Pour atteindre cet ambitieux objectif de l’ONU, les gouvernements doivent revitaliser leurs politiques de sécurité routière et adopter d’efficaces stratégies de prévention des accidents de la route. Ils seront désormais aidés dans cette tâche par les conseils d’experts formulés dans le dernier rapport du Forum international des transports (FIT), intitulé Zéro tué et blessé grave sur les routes : mener un changement de paradigme dans la sécurité routière. Fondé sur l’expérience des pays qui ont le mieux réussi à réduire le nombre des victimes d’accident, il part du principe que les décideurs ne doivent plus considérer les traumatismes et décès routiers comme une fatalité.

Plutôt que de rejeter la responsabilité des accidents sur les victimes, préconise le FIT, il convient de concevoir un « système sûr » suivant le principe que, si l’erreur humaine est inévitable, les accidents de la circulation ne doivent pas nécessairement faire de victimes. Ce système consiste à déployer un arsenal de mesures visant à rendre sûrs les véhicules, les routes et la conduite, de sorte qu’en cas d’accident, les forces d’impact n’excèdent pas les limites physiques du corps humain ni n’entraînent de blessures graves ou de décès.

Un message central du rapport est qu’il appartient à tous de concevoir, de gérer et d’utiliser les systèmes de circulation routière limitant les risques d’accident. Il importe donc que les décideurs concentrent simultanément leurs efforts sur l’infrastructure routière, les technologies de véhicule et le comportement. La gestion de la vitesse constitue également un puissant levier  surtout au profit des usagers vulnérables, qui représentent près de la moitié des tués dans les accidents de la circulation  puisqu’éviter une vitesse de collision supérieure à 30 km/h peut sauver bien des vies.

Il reste encore beaucoup à faire. D’après l’Organisation mondiale de la santé, trop de pays sont dépourvus du cadre juridique indispensable pour prévenir efficacement les accidents de la route. Ainsi, seuls 44 dans le monde disposent d’une réglementation exemplaire sur le port du casque ; 34 d’une législation optimale sur l’alcool au volant ; et 40 des règles les plus strictes concernant la sécurité des véhicules. Trop souvent, les pays à revenu faible ou intermédiaire investissent dans de nouvelles routes qui élèvent les vitesses de circulation, mais négligent les aménagements des bas-côtés qui protègent conducteurs et usagers vulnérables.

Les ministres de la Santé et les acteurs de la santé publique ont un rôle crucial à jouer dans la prévention des accidents de la route. Le secteur de la santé, en plus d’apporter les premiers secours et les soins de traumatologie, dont dépendent les taux de survie et de guérison, a un rôle notable à jouer dans le déploiement d’un « système sûr ». Par exemple, les données hospitalières concourent à la définition des priorités de la politique de sécurité routière.

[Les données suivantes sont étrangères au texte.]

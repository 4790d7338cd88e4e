//! JSON-RPC 账本客户端（EVM 兼容链）
//!
//! 读操作走 `eth_call` / `eth_getBalance`。写操作分两步：提交后立即返回交易哈希，
//! `confirm` 再轮询 `eth_getTransactionReceipt` 直到上链。
//! 配置了私钥时在本地签名（nonce、gasPrice、gas、chainId 均从节点获取），经 `eth_sendRawTransaction` 广播；
//! 否则通过 `eth_sendTransaction` 交给端点签名。
//! 确认等待不设总超时，单次 HTTP 请求受 `request_timeout_secs` 限制。

use std::sync::atomic::{AtomicU64, Ordering};
use std::time::Duration;

use async_trait::async_trait;
use reqwest::Client;
use serde::{Deserialize, Serialize};
use serde_json::{json, Value};
use tokio::sync::{Mutex, OnceCell};

use crate::config::{AppConfig, AssetsSection};
use crate::ledger::signer::LegacyTx;
use crate::ledger::{
    abi, AccountSnapshot, Allowance, Amount, Asset, Confirmation, ExchangeRequest, GrantOutcome,
    LedgerClient, LedgerError, LocalSigner, TxRef,
};

#[derive(Serialize)]
struct RpcRequest<'a> {
    jsonrpc: &'static str,
    id: u64,
    method: &'a str,
    params: Value,
}

#[derive(Deserialize)]
struct RpcResponse {
    result: Option<Value>,
    error: Option<RpcErrorBody>,
}

#[derive(Deserialize)]
struct RpcErrorBody {
    code: i64,
    message: String,
}

/// 基于 reqwest 的 JSON-RPC 客户端
pub struct RpcLedger {
    client: Client,
    url: String,
    account: Option<String>,
    signer: Option<LocalSigner>,
    assets: AssetsSection,
    router: String,
    network: String,
    receipt_poll: Duration,
    next_id: AtomicU64,
    chain_id: OnceCell<u64>,
    /// 本地签名时串行化 nonce 获取与广播
    submit_lock: Mutex<()>,
}

impl RpcLedger {
    pub fn new(url: &str, cfg: &AppConfig) -> Result<Self, LedgerError> {
        let client = Client::builder()
            .timeout(Duration::from_secs(cfg.network.request_timeout_secs.max(1)))
            .build()
            .map_err(|e| LedgerError::Transport(e.to_string()))?;

        let signer = match cfg.account.private_key.as_deref().map(str::trim) {
            Some(key) if !key.is_empty() => Some(LocalSigner::from_hex(key)?),
            _ => None,
        };
        let configured = cfg
            .account
            .address
            .as_deref()
            .map(str::trim)
            .filter(|a| crate::ledger::is_valid_address(a))
            .map(str::to_string);
        let account = match &signer {
            Some(signer) => {
                if let Some(addr) = &configured {
                    if !addr.eq_ignore_ascii_case(signer.address()) {
                        tracing::warn!(
                            configured = %addr,
                            derived = %signer.address(),
                            "account.address does not match private key; using the derived address"
                        );
                    }
                }
                Some(signer.address().to_string())
            }
            None => configured,
        };
        if account.is_none() {
            tracing::warn!("account.address missing or invalid; remote operations will be rejected");
        }
        Ok(Self {
            client,
            url: url.to_string(),
            account,
            signer,
            assets: cfg.assets.clone(),
            router: cfg.swap.router.trim().to_string(),
            network: cfg.network.name.clone(),
            receipt_poll: Duration::from_millis(cfg.network.receipt_poll_ms.max(100)),
            next_id: AtomicU64::new(1),
            chain_id: OnceCell::new(),
            submit_lock: Mutex::new(()),
        })
    }

    fn require_account(&self) -> Result<&str, LedgerError> {
        self.account.as_deref().ok_or(LedgerError::NotInitialized)
    }

    fn token(&self, asset: Asset) -> Result<&str, LedgerError> {
        let address = self.assets.address(asset).trim();
        if address.is_empty() {
            return Err(LedgerError::Rejected(format!("token address for {:?} not configured", asset)));
        }
        Ok(address)
    }

    async fn call(&self, method: &str, params: Value) -> Result<Value, LedgerError> {
        let request = RpcRequest {
            jsonrpc: "2.0",
            id: self.next_id.fetch_add(1, Ordering::Relaxed),
            method,
            params,
        };
        let resp = self
            .client
            .post(&self.url)
            .json(&request)
            .send()
            .await
            .map_err(|e| LedgerError::Transport(format!("{}: {}", method, e)))?;
        if !resp.status().is_success() {
            return Err(LedgerError::Transport(format!("{}: HTTP {}", method, resp.status())));
        }
        let body: RpcResponse = resp
            .json()
            .await
            .map_err(|e| LedgerError::Decode(format!("{}: {}", method, e)))?;
        if let Some(err) = body.error {
            return Err(LedgerError::Rpc {
                code: err.code,
                message: err.message,
            });
        }
        Ok(body.result.unwrap_or(Value::Null))
    }

    async fn quantity(&self, method: &str, params: Value) -> Result<u128, LedgerError> {
        let value = self.call(method, params).await?;
        abi::decode_u128(&as_str(&value, method)?)
    }

    async fn eth_call(&self, to: &str, data: String) -> Result<String, LedgerError> {
        let result = self
            .call("eth_call", json!([{ "to": to, "data": data }, "latest"]))
            .await?;
        as_str(&result, "eth_call")
    }

    async fn token_balance(&self, token: &str, owner: &str) -> Result<Amount, LedgerError> {
        let raw = self.eth_call(token, abi::balance_of(owner)?).await?;
        Ok(Amount::from_base_units(abi::decode_u128(&raw)?))
    }

    async fn chain_id(&self) -> Result<u64, LedgerError> {
        let id = self
            .chain_id
            .get_or_try_init(|| async {
                let id = self.quantity("eth_chainId", json!([])).await?;
                u64::try_from(id).map_err(|_| LedgerError::Decode(format!("chain id out of range: {}", id)))
            })
            .await?;
        Ok(*id)
    }

    /// 提交交易，返回交易哈希（不等待确认）
    async fn submit(&self, to: &str, data: Option<String>, value: u128) -> Result<TxRef, LedgerError> {
        let from = self.require_account()?;
        let mut tx = json!({ "from": from, "to": to, "value": abi::encode_quantity(value) });
        if let Some(data) = &data {
            tx["data"] = Value::String(data.clone());
        }

        let hash = match &self.signer {
            Some(signer) => {
                // 持锁直到广播完成，两笔交易不会拿到同一个 pending nonce
                let _guard = self.submit_lock.lock().await;
                let raw = self.sign_local(signer, tx, to, data.as_deref(), value).await?;
                self.call("eth_sendRawTransaction", json!([raw])).await?
            }
            None => self.call("eth_sendTransaction", json!([tx])).await?,
        };
        let tx_ref = TxRef(as_str(&hash, "send transaction")?);
        tracing::info!(tx = %tx_ref, "transaction submitted");
        Ok(tx_ref)
    }

    async fn sign_local(
        &self,
        signer: &LocalSigner,
        call: Value,
        to: &str,
        data: Option<&str>,
        value: u128,
    ) -> Result<String, LedgerError> {
        let chain_id = self.chain_id().await?;
        let gas_price = self.quantity("eth_gasPrice", json!([])).await?;
        let estimate = self.quantity("eth_estimateGas", json!([call])).await?;
        let to = decode_hex(to)?;
        let data = match data {
            Some(data) => decode_hex(data)?,
            None => Vec::new(),
        };
        let nonce = self
            .quantity("eth_getTransactionCount", json!([signer.address(), "pending"]))
            .await?;
        let tx = LegacyTx {
            nonce,
            gas_price,
            gas_limit: estimate.saturating_mul(6) / 5,
            to,
            value,
            data,
        };
        let raw = signer.sign_legacy(&tx, chain_id)?;
        Ok(format!("0x{}", hex::encode(raw)))
    }

    async fn wait_for_receipt(&self, tx: &TxRef) -> Result<Value, LedgerError> {
        loop {
            let receipt = self
                .call("eth_getTransactionReceipt", json!([tx.0]))
                .await?;
            if !receipt.is_null() {
                return Ok(receipt);
            }
            tokio::time::sleep(self.receipt_poll).await;
        }
    }
}

fn decode_hex(s: &str) -> Result<Vec<u8>, LedgerError> {
    hex::decode(abi::strip_0x(s.trim()))
        .map_err(|e| LedgerError::Rejected(format!("invalid hex {}: {}", s, e)))
}

fn as_str(value: &Value, method: &str) -> Result<String, LedgerError> {
    value
        .as_str()
        .map(str::to_string)
        .ok_or_else(|| LedgerError::Decode(format!("{}: expected hex string, got {}", method, value)))
}

/// 回执 status 必须为 0x1
fn check_status(receipt: &Value, tx: &TxRef) -> Result<(), LedgerError> {
    match receipt.get("status").and_then(Value::as_str) {
        Some(status) if abi::decode_u128(status)? == 1 => Ok(()),
        Some(_) => Err(LedgerError::Reverted(tx.short())),
        None => Err(LedgerError::Decode(format!("receipt for {} has no status", tx.short()))),
    }
}

/// 从回执日志中找出 token 转给 recipient 的 Transfer 金额
fn transfer_amount_from_receipt(receipt: &Value, token: &str, recipient: &str) -> Option<Amount> {
    let logs = receipt.get("logs")?.as_array()?;
    logs.iter().find_map(|log| {
        let address = log.get("address")?.as_str()?;
        if !address.eq_ignore_ascii_case(token) {
            return None;
        }
        let topics = log.get("topics")?.as_array()?;
        let event = topics.first()?.as_str()?;
        let to = topics.get(2)?.as_str()?;
        if !event.eq_ignore_ascii_case(abi::TRANSFER_TOPIC) || !abi::topic_matches_address(to, recipient) {
            return None;
        }
        let data = log.get("data")?.as_str()?;
        abi::decode_u128(data).ok().map(Amount::from_base_units)
    })
}

#[async_trait]
impl LedgerClient for RpcLedger {
    fn account(&self) -> Option<String> {
        self.account.clone()
    }

    async fn grant_if_eligible(&self, asset: Asset) -> Result<GrantOutcome, LedgerError> {
        let account = self.require_account()?;
        let token = self.token(asset)?;
        let raw = self.eth_call(token, abi::is_minter(account)?).await?;
        if abi::decode_bool(&raw)? {
            return Ok(GrantOutcome::AlreadyGranted);
        }
        let tx = self.submit(token, Some(abi::mint()), 0).await?;
        Ok(GrantOutcome::Submitted(tx))
    }

    async fn authorize_spend(
        &self,
        asset: Asset,
        spender: &str,
        allowance: Allowance,
    ) -> Result<TxRef, LedgerError> {
        let token = self.token(asset)?;
        self.submit(token, Some(abi::approve(spender, allowance)?), 0)
            .await
    }

    async fn exchange(&self, request: &ExchangeRequest) -> Result<TxRef, LedgerError> {
        let token_in = self.token(request.asset_in)?;
        let token_out = self.token(request.asset_out)?;
        let data = abi::exact_input_single(
            token_in,
            token_out,
            request.fee_tier,
            &request.recipient,
            request.amount_in,
        )?;
        self.submit(&self.router, Some(data), 0).await
    }

    async fn transfer_native(&self, to: &str, amount: Amount) -> Result<TxRef, LedgerError> {
        if !crate::ledger::is_valid_address(to) {
            return Err(LedgerError::Rejected(format!("invalid address: {}", to)));
        }
        self.submit(to, None, amount.base_units()).await
    }

    async fn confirm(&self, tx: &TxRef, receive: Option<Asset>) -> Result<Confirmation, LedgerError> {
        let receipt = self.wait_for_receipt(tx).await?;
        check_status(&receipt, tx)?;
        let received = match (receive, self.account.as_deref()) {
            (Some(asset), Some(account)) => {
                let token = self.token(asset)?;
                transfer_amount_from_receipt(&receipt, token, account)
            }
            _ => None,
        };
        Ok(Confirmation {
            tx: tx.clone(),
            received,
        })
    }

    async fn refresh_snapshot(&self) -> Result<AccountSnapshot, LedgerError> {
        let account = self.require_account()?;
        let native = self
            .quantity("eth_getBalance", json!([account, "latest"]))
            .await?;
        let asset_a = match self.token(Asset::A) {
            Ok(token) => self.token_balance(token, account).await?,
            Err(_) => Amount::ZERO,
        };
        let asset_b = match self.token(Asset::B) {
            Ok(token) => self.token_balance(token, account).await?,
            Err(_) => Amount::ZERO,
        };
        Ok(AccountSnapshot {
            address: account.to_string(),
            native: Amount::from_base_units(native),
            asset_a,
            asset_b,
            network: self.network.clone(),
        })
    }
}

La question du financement est tout aussi fondamentale. À l’exception notable de Bloomberg Philanthropies et de la Fondation de la FIA, le soutien des donateurs à l’appui des initiatives nationales, régionales et mondiales concernant la sécurité routière est trop rare. En 2016, l’Assemblée générale de l’ONU a adopté une résolution prônant la création d’un fonds d’affectation spéciale pour la sécurité routière. Cette proposition vient à point nommé car ce fonds pourrait, avec la dotation appropriée, apporter le soutien nécessaire au renforcement des capacités pour prévenir les accidents de la route dans les pays à revenu faible et intermédiaire, qui totalisent près de 90 % des décès routiers enregistrés dans le monde.

Alors que la sécurité routière est désormais au nombre des priorités mondiales liées à la santé, et que les experts du FIT ont formulé des recommandations précises à l’intention des pouvoirs publics, la situation n’a jamais été aussi favorable pour qu’une action concertée et mondiale permette de rendre les routes sûres.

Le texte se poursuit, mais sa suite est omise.